A view shows oil pump jacks outside Almetyevsk in the Republic of Tatarstan, Russia June 4, 2023.
Alexander Manzyuk | Reuters
Oil prices plunged Friday after Iran’s foreign minister declared the Strait of Hormuz “completely open” during the ceasefire between Israel and Lebanon, raising hopes the huge supply disruption will ease.
Foreign Minister Seyed Abbas Araghchi’s comments on X followed remarks by U.S. President Donald Trump, who said late Thursday that the war with Iran, which began on Feb. 28, “should be ending pretty soon.”
U.S. crude oil futures for May delivery fell nearly 12% to close at $83.85 per barrel. International benchmark Brent for June delivery lost 9% to settle at $90.38 per barrel.
In the social media post, Araghchi said vessels traveling through the critical waterway must sail a “coordinated route” prescribed by Iran’s maritime authorities.
Trump responded Friday in a Truth Social post by thanking Iran for opening the strait. He said, however, in a second social media post that a U.S. naval blockade of Iran’s ports will remain in “FULL FORCE” until the U.S. reaches a deal with Iran.
Israel and Lebanon agreed Thursday to a 10-day ceasefire that started at at 5 p.m. ET that evening. Israel has been striking Lebanon in a military campaign against Hezbollah, a militant group that is allied with Iran. The conflict between the groups has hampered U.S. negotiations with Iran.
Trump said in a Truth Social post that Israeli Prime Minister Benjamin Netanyahu and Lebanese President Joseph Aoun would be invited to the White House for what he described as the first meaningful talks between the two countries since 1983.
The U.S. State Department said both sides aimed to create conditions for lasting peace, including mutual recognition of sovereignty. The department said the effort included improved border security and reaffirmed Israel’s right to self-defense.

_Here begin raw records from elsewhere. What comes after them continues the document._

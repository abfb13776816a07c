//! Error payloads carried by failed queries.
//!
//! These values are never raised by this workspace. A query provider stores
//! them on a [`QueryResult`](crate::QueryResult) and the aggregator forwards
//! the first one it meets.

use serde::{Deserialize, Serialize};
use serde_json::Value;
use thiserror::Error;

/// Default error payload of a failed fetch.
///
/// Covers the shapes a fetch-based query provider reports: a non-2xx HTTP
/// response, a transport failure, an unparsable body, a timeout, a custom
/// error from a query function, and an error serialized from a thrown value.
#[derive(Debug, Clone, PartialEq, Error, Serialize, Deserialize)]
#[serde(tag = "kind", rename_all = "snake_case")]
pub enum FetchError {
    /// Server answered with a non-success status.
    #[error("request failed with status {status}")]
    Http {
        status: u16,
        #[serde(default, skip_serializing_if = "Option::is_none")]
        data: Option<Value>,
    },

    /// Request never produced a response.
    #[error("fetch failed: {error}")]
    Fetch { error: String },

    /// Response body could not be parsed.
    #[error("could not parse response (status {original_status}): {error}")]
    Parsing {
        original_status: u16,
        error: String,
        #[serde(default)]
        data: String,
    },

    /// Request exceeded its deadline.
    #[error("request timed out: {error}")]
    Timeout { error: String },

    /// Error returned by a custom query function.
    #[error("query failed: {error}")]
    Custom {
        error: String,
        #[serde(default, skip_serializing_if = "Option::is_none")]
        data: Option<Value>,
    },

    /// Thrown value captured as name/message/code.
    #[error("{}", message.as_deref().unwrap_or("unknown error"))]
    Serialized {
        #[serde(default, skip_serializing_if = "Option::is_none")]
        name: Option<String>,
        #[serde(default, skip_serializing_if = "Option::is_none")]
        message: Option<String>,
        #[serde(default, skip_serializing_if = "Option::is_none")]
        code: Option<String>,
    },
}

impl FetchError {
    /// Create a serialized error carrying only a message.
    pub fn message(message: impl Into<String>) -> Self {
        Self::Serialized {
            name: None,
            message: Some(message.into()),
            code: None,
        }
    }

    /// HTTP status, when the error came from a response.
    pub fn status(&self) -> Option<u16> {
        match self {
            Self::Http { status, .. } => Some(*status),
            Self::Parsing {
                original_status, ..
            } => Some(*original_status),
            Self::Fetch { .. }
            | Self::Timeout { .. }
            | Self::Custom { .. }
            | Self::Serialized { .. } => None,
        }
    }
}

#[cfg(test)]
mod tests {
    use super::*;

    #[test]
    fn display_uses_message_or_fallback() {
        assert_eq!(FetchError::message("boom").to_string(), "boom");
        let anonymous = FetchError::Serialized {
            name: Some("TypeError".into()),
            message: None,
            code: None,
        };
        assert_eq!(anonymous.to_string(), "unknown error");
    }

    #[test]
    fn status_only_for_response_errors() {
        let http = FetchError::Http {
            status: 404,
            data: None,
        };
        assert_eq!(http.status(), Some(404));
        assert_eq!(FetchError::message("x").status(), None);
    }

    #[test]
    fn deserializes_tagged_shape() {
        let error: FetchError =
            serde_json::from_str(r#"{"kind":"http","status":500,"data":{"detail":"down"}}"#)
                .expect("parse error");
        assert_eq!(
            error,
            FetchError::Http {
                status: 500,
                data: Some(serde_json::json!({"detail": "down"})),
            }
        );
    }
}
//! Observable state of a single asynchronous fetch.

use std::fmt;
use std::sync::Arc;

use chrono::{DateTime, Utc};
use serde::{Deserialize, Serialize};

use crate::error::FetchError;

/// Re-triggers the fetch behind a query result.
///
/// Cloning shares the underlying callback. The default handle does nothing.
#[derive(Clone, Default)]
pub struct RefetchHandle {
    callback: Option<Arc<dyn Fn() + Send + Sync>>,
}

impl RefetchHandle {
    /// Wrap a refetch callback.
    pub fn new(callback: impl Fn() + Send + Sync + 'static) -> Self {
        Self {
            callback: Some(Arc::new(callback)),
        }
    }

    /// A handle that does nothing when triggered.
    pub fn noop() -> Self {
        Self::default()
    }

    /// Check whether triggering this handle has no effect.
    #[inline]
    pub fn is_noop(&self) -> bool {
        self.callback.is_none()
    }

    /// Invoke the refetch callback.
    pub fn trigger(&self) {
        if let Some(callback) = &self.callback {
            callback();
        }
    }

    /// Combine handles into one that triggers each of them in order.
    pub fn all(handles: impl IntoIterator<Item = RefetchHandle>) -> Self {
        let mut active: Vec<RefetchHandle> =
            handles.into_iter().filter(|h| !h.is_noop()).collect();
        match active.len() {
            0 => Self::noop(),
            1 => active.remove(0),
            _ => Self::new(move || {
                for handle in &active {
                    handle.trigger();
                }
            }),
        }
    }
}

impl fmt::Debug for RefetchHandle {
    fn fmt(&self, f: &mut fmt::Formatter<'_>) -> fmt::Result {
        f.debug_struct("RefetchHandle")
            .field("noop", &self.is_noop())
            .finish()
    }
}

/// Primary lifecycle status of a query.
///
/// `is_fetching` is an overlay and is not part of this enum.
#[derive(Debug, Clone, Copy, PartialEq, Eq, Hash, Serialize, Deserialize)]
#[serde(rename_all = "snake_case")]
pub enum QueryStatus {
    /// Query has not started yet.
    Uninitialized,
    /// First load in flight, no data yet.
    Loading,
    /// Query holds data from a successful load.
    Success,
    /// Last fetch failed.
    Error,
}

impl QueryStatus {
    /// Human-readable label.
    pub fn label(&self) -> &'static str {
        match self {
            Self::Uninitialized => "Uninitialized",
            Self::Loading => "Loading",
            Self::Success => "Success",
            Self::Error => "Error",
        }
    }
}

impl fmt::Display for QueryStatus {
    fn fmt(&self, f: &mut fmt::Formatter<'_>) -> fmt::Result {
        f.write_str(self.label())
    }
}

/// Snapshot of one asynchronous data fetch.
///
/// The status booleans come from the query provider and are taken as-is.
/// Exactly one of `is_uninitialized`, `is_loading`, `is_success` and
/// `is_error` is expected to be set; `is_fetching` may accompany any of them.
#[derive(Debug, Clone, Serialize, Deserialize)]
#[serde(
    from = "QueryResultRepr<T, E>",
    bound(deserialize = "T: Deserialize<'de>, E: Deserialize<'de>")
)]
pub struct QueryResult<T, E = FetchError> {
    /// Latest payload for any argument ever used.
    pub data: Option<T>,
    /// Latest payload for the current argument.
    pub current_data: Option<T>,
    /// Error of the last failed fetch.
    pub error: Option<E>,
    /// Request identifier assigned by the provider.
    pub request_id: Option<String>,
    /// Endpoint the query belongs to.
    pub endpoint_name: Option<String>,
    /// When the current request started.
    pub started_at: Option<DateTime<Utc>>,
    /// When the last request completed.
    pub fulfilled_at: Option<DateTime<Utc>>,

    pub is_uninitialized: bool,
    pub is_loading: bool,
    pub is_fetching: bool,
    pub is_success: bool,
    pub is_error: bool,

    /// Re-triggers the fetch.
    #[serde(skip)]
    pub refetch: RefetchHandle,
}

/// Wire shape of a snapshot. Every field is optional.
#[derive(Deserialize)]
#[serde(default, bound(deserialize = "T: Deserialize<'de>, E: Deserialize<'de>"))]
struct QueryResultRepr<T, E> {
    data: Option<T>,
    current_data: Option<T>,
    error: Option<E>,
    request_id: Option<String>,
    endpoint_name: Option<String>,
    started_at: Option<DateTime<Utc>>,
    fulfilled_at: Option<DateTime<Utc>>,
    is_uninitialized: bool,
    is_loading: bool,
    is_fetching: bool,
    is_success: bool,
    is_error: bool,
}

impl<T, E> Default for QueryResultRepr<T, E> {
    fn default() -> Self {
        Self {
            data: None,
            current_data: None,
            error: None,
            request_id: None,
            endpoint_name: None,
            started_at: None,
            fulfilled_at: None,
            is_uninitialized: false,
            is_loading: false,
            is_fetching: false,
            is_success: false,
            is_error: false,
        }
    }
}

// A snapshot naming no primary status is an uninitialized query.
impl<T, E> From<QueryResultRepr<T, E>> for QueryResult<T, E> {
    fn from(repr: QueryResultRepr<T, E>) -> Self {
        let has_primary =
            repr.is_uninitialized || repr.is_loading || repr.is_success || repr.is_error;
        Self {
            data: repr.data,
            current_data: repr.current_data,
            error: repr.error,
            request_id: repr.request_id,
            endpoint_name: repr.endpoint_name,
            started_at: repr.started_at,
            fulfilled_at: repr.fulfilled_at,
            is_uninitialized: repr.is_uninitialized || !has_primary,
            is_loading: repr.is_loading,
            is_fetching: repr.is_fetching,
            is_success: repr.is_success,
            is_error: repr.is_error,
            refetch: RefetchHandle::noop(),
        }
    }
}

impl<T, E> Default for QueryResult<T, E> {
    fn default() -> Self {
        Self {
            data: None,
            current_data: None,
            error: None,
            request_id: None,
            endpoint_name: None,
            started_at: None,
            fulfilled_at: None,
            is_uninitialized: true,
            is_loading: false,
            is_fetching: false,
            is_success: false,
            is_error: false,
            refetch: RefetchHandle::noop(),
        }
    }
}

/// Structural equality; the refetch handle is not compared.
impl<T: PartialEq, E: PartialEq> PartialEq for QueryResult<T, E> {
    fn eq(&self, other: &Self) -> bool {
        self.data == other.data
            && self.current_data == other.current_data
            && self.error == other.error
            && self.request_id == other.request_id
            && self.endpoint_name == other.endpoint_name
            && self.started_at == other.started_at
            && self.fulfilled_at == other.fulfilled_at
            && self.is_uninitialized == other.is_uninitialized
            && self.is_loading == other.is_loading
            && self.is_fetching == other.is_fetching
            && self.is_success == other.is_success
            && self.is_error == other.is_error
    }
}

impl<T, E> QueryResult<T, E> {
    /// A query that has not started.
    pub fn uninitialized() -> Self {
        Self::default()
    }

    /// A query on its first load.
    pub fn loading() -> Self {
        Self::from_status(QueryStatus::Loading, true)
    }

    /// A failed query.
    pub fn failed(error: E) -> Self {
        Self {
            error: Some(error),
            ..Self::from_status(QueryStatus::Error, false)
        }
    }

    /// A successful query holding `data` for the current argument.
    pub fn success(data: T) -> Self
    where
        T: Clone,
    {
        Self {
            current_data: Some(data.clone()),
            data: Some(data),
            ..Self::from_status(QueryStatus::Success, false)
        }
    }

    /// A payload-free result with exactly one primary flag set.
    pub fn from_status(status: QueryStatus, is_fetching: bool) -> Self {
        Self {
            is_uninitialized: status == QueryStatus::Uninitialized,
            is_loading: status == QueryStatus::Loading,
            is_success: status == QueryStatus::Success,
            is_error: status == QueryStatus::Error,
            is_fetching,
            ..Self::default()
        }
    }

    /// Set the fetching overlay.
    #[must_use]
    pub fn fetching(mut self, is_fetching: bool) -> Self {
        self.is_fetching = is_fetching;
        self
    }

    /// Attach a refetch callback.
    #[must_use]
    pub fn with_refetch(mut self, refetch: RefetchHandle) -> Self {
        self.refetch = refetch;
        self
    }

    /// Set the endpoint name.
    #[must_use]
    pub fn with_endpoint(mut self, name: impl Into<String>) -> Self {
        self.endpoint_name = Some(name.into());
        self
    }

    /// Set the payload for the current argument.
    #[must_use]
    pub fn with_current_data(mut self, current_data: Option<T>) -> Self {
        self.current_data = current_data;
        self
    }

    /// Primary status, resolved with error > loading > uninitialized > success.
    ///
    /// A result with no primary flag set reports `Uninitialized`. Aggregation
    /// treats such an input differently: it raises none of the error, loading
    /// or uninitialized conditions, so on its own it aggregates to `Success`.
    pub fn status(&self) -> QueryStatus {
        if self.is_error {
            QueryStatus::Error
        } else if self.is_loading {
            QueryStatus::Loading
        } else if self.is_uninitialized {
            QueryStatus::Uninitialized
        } else if self.is_success {
            QueryStatus::Success
        } else {
            QueryStatus::Uninitialized
        }
    }

    /// Replace both payload fields, keeping status, error, metadata and refetch.
    pub fn with_payload<U>(self, data: Option<U>, current_data: Option<U>) -> QueryResult<U, E> {
        QueryResult {
            data,
            current_data,
            error: self.error,
            request_id: self.request_id,
            endpoint_name: self.endpoint_name,
            started_at: self.started_at,
            fulfilled_at: self.fulfilled_at,
            is_uninitialized: self.is_uninitialized,
            is_loading: self.is_loading,
            is_fetching: self.is_fetching,
            is_success: self.is_success,
            is_error: self.is_error,
            refetch: self.refetch,
        }
    }

    /// Drop both payload fields.
    pub fn without_payload<U>(self) -> QueryResult<U, E> {
        self.with_payload(None, None)
    }
}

It also noted shared concerns over nonstate armed groups from undermining Lebanon’s sovereignty.
Trump said he expects Lebanon to “take care of Hezbollah.” The developments raised hopes of a broader resolution to the Middle East conflict.

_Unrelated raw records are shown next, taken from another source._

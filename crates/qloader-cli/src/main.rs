//! `qloader` CLI.

use std::io::{self, IsTerminal};

use clap::{ColorChoice, Parser};
use qloader_cli::commands::{run_aggregate, run_replay};
use qloader_cli::logging::{LogConfig, LogFormat, init_logging};
use qloader_cli::summary::{print_aggregate, print_replay};
use qloader_core::LoaderError;
use serde::Serialize;
use tracing::level_filters::LevelFilter;

mod cli;

use crate::cli::{Cli, Command, LogFormatArg, LogLevelArg, OutputFormatArg};

/// Exit code when the final aggregate is in the error state.
const AGGREGATE_ERROR_EXIT: i32 = 2;

fn main() {
    let cli = Cli::parse();
    cli.color.write_global();
    let log_config = log_config_from_cli(&cli);
    if let Err(error) = init_logging(&log_config) {
        eprintln!("error: failed to initialize logging: {error}");
        std::process::exit(1);
    }
    let exit_code = match cli.command {
        Command::Aggregate(args) => match run_aggregate(&args.file) {
            Ok(report) => {
                let failed = report.is_error();
                match args.format {
                    OutputFormatArg::Table => {
                        print_aggregate(&report);
                        exit_code_for(failed)
                    }
                    OutputFormatArg::Json => print_json(&report, failed),
                }
            }
            Err(error) => report_error(&error),
        },
        Command::Replay(args) => match run_replay(&args.file) {
            Ok(frames) => {
                let failed = frames.last().is_some_and(|frame| frame.report.is_error());
                match args.format {
                    OutputFormatArg::Table => {
                        print_replay(&frames);
                        exit_code_for(failed)
                    }
                    OutputFormatArg::Json => print_json(&frames, failed),
                }
            }
            Err(error) => report_error(&error),
        },
    };
    std::process::exit(exit_code);
}

fn report_error(error: &anyhow::Error) -> i32 {
    eprintln!("error: {error:#}");
    if let Some(loader_error) = error.downcast_ref::<LoaderError>() {
        eprintln!("hint: {}", loader_error.user_message());
    }
    1
}

fn exit_code_for(failed: bool) -> i32 {
    if failed { AGGREGATE_ERROR_EXIT } else { 0 }
}

fn print_json<T: Serialize>(value: &T, failed: bool) -> i32 {
    match serde_json::to_string_pretty(value) {
        Ok(json) => {
            println!("{json}");
            exit_code_for(failed)
        }
        Err(error) => {
            eprintln!("error: failed to serialize output: {error}");
            1
        }
    }
}

/// Build logging configuration from CLI flags with consistent precedence.
fn log_config_from_cli(cli: &Cli) -> LogConfig {
    let mut config = LogConfig {
        level_filter: cli.verbosity.tracing_level_filter(),
        ..LogConfig::default()
    };
    config.use_env_filter = !(cli.verbosity.is_present() || cli.log_level.is_some());
    if let Some(level) = cli.log_level {
        config.level_filter = match level {
            LogLevelArg::Error => LevelFilter::ERROR,
            LogLevelArg::Warn => LevelFilter::WARN,
            LogLevelArg::Info => LevelFilter::INFO,
            LogLevelArg::Debug => LevelFilter::DEBUG,
            LogLevelArg::Trace => LevelFilter::TRACE,
        };
    }
    let format = match cli.log_format {
        LogFormatArg::Pretty => LogFormat::Pretty,
        LogFormatArg::Compact => LogFormat::Compact,
        LogFormatArg::Json => LogFormat::Json,
    };
    let with_ansi = match cli.color.color {
        ColorChoice::Always => true,
        ColorChoice::Never => false,
        ColorChoice::Auto => cli.log_file.is_none() && io::stderr().is_terminal(),
    };
    config
        .with_format(format)
        .with_ansi(with_ansi)
        .with_log_file(cli.log_file.clone())
}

Oil prices began drifting lower on expectations that the U.S. and Iran could extend their ceasefire by another two weeks and potentially resume talks to end the conflict, ING said.
“However, the physical market is becoming tighter every day that passes without a restart of oil flows through the Strait of Hormuz,” ING analysts said in a note.
Even accounting for pipeline rerouting and limited tanker movements, ING estimates roughly 13 million barrels per day of supply has been disrupted, a figure that could rise further under a U.S. blockade.
“The key upside risk for the market is that peace talks between the US and Iran break down. This isn’t an unrealistic scenario, given that US and Iranian demands remain fairly wide apart.”